GAZA - Warga
Palestina dan Israel telah menyatakan optimisme yang hati-hati bahwa kesepakatan gencatan senjata di Jalur Gaza dan pembebasan sandera yang ditawan hampir tercapai setelah 15 bulan perang yang menghancurkan.
"Saya tidak percaya bahwa saya masih hidup untuk menyaksikan momen ini," kata Sanabel yang berusia 17 tahun dalam sebuah catatan suara yang dikirim dari Kota Gaza, dilansir BBC. "Kami telah menunggu ini dengan napas tertahan sejak bulan pertama tahun [lalu]."
Sharon Lifshitz, yang ayahnya yang sudah tua termasuk di antara para sandera yang tersisa, berkata: "Saya mencoba bernapas. Saya mencoba untuk bersikap optimis. Saya mencoba membayangkan bahwa mungkin saja kesepakatan akan terjadi sekarang dan semua sandera akan kembali."
Juru bicara Kementerian Luar Negeri Qatar mengatakan pada hari Selasa bahwa tidak ada masalah besar yang menghalangi kesepakatan antara Israel dan Hamas dan bahwa pembicaraan tidak langsung di Doha difokuskan pada "rincian akhir untuk mencapai kesepakatan".

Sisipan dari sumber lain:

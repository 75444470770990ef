//! Loading behaviour for `cmdwire-config`.

use std::fs;
use std::str::FromStr;

use cmdwire_config::{Config, ConfigError, LogFormat};
use rstest::rstest;
use tempfile::TempDir;

#[test]
fn empty_document_yields_defaults() {
    let config = Config::from_toml_str("").expect("parse empty config");
    assert_eq!(config, Config::default());
    assert_eq!(config.jsonrpc_version(), "1.0");
    assert_eq!(config.log_filter(), "info");
    assert_eq!(config.log_format(), LogFormat::Json);
}

#[test]
fn explicit_values_override_defaults() {
    let config = Config::from_toml_str(
        r#"
jsonrpc_version = "2.0"
log_filter = "cmdwire=trace"
log_format = "compact"
"#,
    )
    .expect("parse config");
    assert_eq!(config.jsonrpc_version(), "2.0");
    assert_eq!(config.log_filter(), "cmdwire=trace");
    assert_eq!(config.log_format(), LogFormat::Compact);
}

#[rstest]
#[case::unknown_key("socket = \"/tmp/x\"")]
#[case::bad_format("log_format = \"xml\"")]
#[case::wrong_type("jsonrpc_version = 1")]
fn malformed_documents_are_rejected(#[case] text: &str) {
    let err = Config::from_toml_str(text).expect_err("config must be rejected");
    assert!(matches!(err, ConfigError::Parse(_)), "unexpected error: {err}");
}

#[test]
fn blank_protocol_version_is_invalid() {
    let err = Config::from_toml_str("jsonrpc_version = \"  \"").expect_err("blank version");
    assert!(
        matches!(err, ConfigError::Invalid { key: "jsonrpc_version", .. }),
        "unexpected error: {err}"
    );
}

#[test]
fn load_reads_file_from_disk() {
    let dir = TempDir::new().expect("create temp dir");
    let path = dir.path().join("cmdwire.toml");
    fs::write(&path, "log_format = \"compact\"\n").expect("write config");

    let config = Config::load(&path).expect("load config");
    assert_eq!(config.log_format(), LogFormat::Compact);
    assert_eq!(config.jsonrpc_version(), "1.0");
}

#[test]
fn load_reports_missing_file() {
    let dir = TempDir::new().expect("create temp dir");
    let path = dir.path().join("absent.toml");
    let err = Config::load(&path).expect_err("missing file");
    assert!(err.to_string().contains("absent.toml"), "message: {err}");
}

#[rstest]
#[case::json("json", LogFormat::Json)]
#[case::compact_upper("COMPACT", LogFormat::Compact)]
fn log_format_parses_case_insensitively(#[case] text: &str, #[case] expected: LogFormat) {
    assert_eq!(LogFormat::from_str(text).expect("parse"), expected);
}

#[test]
fn builder_overrides_apply() {
    let config = Config::default()
        .with_jsonrpc_version("2.0")
        .with_log_filter("debug")
        .with_log_format(LogFormat::Compact);
    assert_eq!(config.jsonrpc_version(), "2.0");
    assert_eq!(config.log_filter(), "debug");
    assert_eq!(config.log_format(), LogFormat::Compact);
}
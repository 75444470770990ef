//! Typed command schemas for JSON-RPC 1.0 style requests.
//!
//! The `cmdwire` crate lets a program describe a family of remote-procedure
//! commands as typed records, then build a command from loosely-typed
//! positional arguments, marshal it into a request envelope, and turn an
//! incoming envelope back into a concrete, type-checked command, all without
//! per-command codec code.
//!
//! # Architecture
//!
//! Each command type implements [`Command`], declaring its fields through a
//! [`CommandSchema`]. A [`RegistryBuilder`] validates every schema when the
//! command is registered, so a malformed record is rejected at start-up
//! rather than while handling a request. Sealing the builder yields an
//! immutable [`CommandRegistry`] that can be shared freely between threads.
//!
//! The registry drives three operations:
//!
//! - [`CommandRegistry::new_cmd`] binds positional [`Value`]s to fields;
//! - [`CommandRegistry::marshal_cmd`] writes a [`Request`] envelope;
//! - [`CommandRegistry::unmarshal_cmd`] reads one back.
//!
//! Every field value passes through the coercion engine in [`coerce`],
//! which converts between representations only when no information is lost.
//!
//! # Example
//!
//! ```
//! use cmdwire::{Command, CommandSchema, CmdError, Fields, FieldType, RegistryBuilder, UsageFlags, Value};
//! use serde_json::json;
//!
//! #[derive(Debug, PartialEq)]
//! struct GetBlock {
//!     height: i32,
//!     verbose: Option<bool>,
//! }
//!
//! impl Command for GetBlock {
//!     fn schema() -> CommandSchema {
//!         CommandSchema::new()
//!             .field("height", FieldType::I32)
//!             .optional("verbose", FieldType::Bool)
//!     }
//!
//!     fn from_fields(fields: &mut Fields) -> Result<Self, CmdError> {
//!         Ok(Self {
//!             height: fields.take("height")?,
//!             verbose: fields.take("verbose")?,
//!         })
//!     }
//!
//!     fn to_fields(&self) -> Vec<Value> {
//!         vec![self.height.into(), self.verbose.into()]
//!     }
//! }
//!
//! let mut builder = RegistryBuilder::new();
//! builder.register::<GetBlock>("getblock", UsageFlags::empty()).expect("valid schema");
//! let registry = builder.seal();
//!
//! let cmd = registry.new_cmd("getblock", [Value::I32(5)]).expect("constructs");
//! let bytes = registry.marshal_cmd(&json!(1), cmd.command()).expect("marshals");
//! let decoded = registry.unmarshal_slice(&bytes).expect("unmarshals");
//! assert_eq!(decoded.downcast_ref::<GetBlock>(), cmd.downcast_ref::<GetBlock>());
//! ```

pub mod codec;
pub mod coerce;
pub mod command;
pub mod construct;
pub mod decode;
pub mod error;
pub mod protocol;
pub mod registry;
pub mod schema;
pub mod telemetry;
pub mod types;
pub mod value;

#[cfg(test)]
mod tests;

pub use self::codec::marshal_response;
pub use self::command::{Command, Fields};
pub use self::construct::TaggedCommand;
pub use self::error::{CmdError, ErrorCode};
pub use self::protocol::{Request, Response, RpcError, is_valid_id};
pub use self::registry::{
    CommandRegistry, RegistryBuilder, RegistryEntry, UsageFlags, global, install_global,
};
pub use self::schema::{CommandSchema, FieldDescriptor, FieldSpec, TypeDescriptor};
pub use self::types::FieldType;
pub use self::value::{FromValue, Value};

Seorang pejabat pemerintah Israel mengatakan pembicaraan telah membuat "kemajuan nyata" dan memasuki periode kritis dan sensitif, sementara Hamas mengatakan puas dengan status negosiasi. Menteri Luar Negeri AS Antony Blinken mengatakan kesepakatan "hampir tercapai".
Sanabel, yang tinggal bersama keluarganya di rumah mereka yang hancur sebagian, mengatakan kepada program OS BBC bahwa setiap orang di Gaza utara "merasa bahagia, ceria, optimis untuk bertemu sahabat mereka, bertemu keluarga mereka yang mengungsi ke selatan Jalur Gaza, untuk memulai hidup baru".
Remaja itu mengatakan bahwa dia telah menelepon sahabatnya yang mengungsi dan membahas "apa yang akan kami lakukan jika perang berakhir", seraya menambahkan bahwa dia akan memulainya dengan mencoba "menebus setiap momen yang membuat saya tidak dapat bertemu dengannya".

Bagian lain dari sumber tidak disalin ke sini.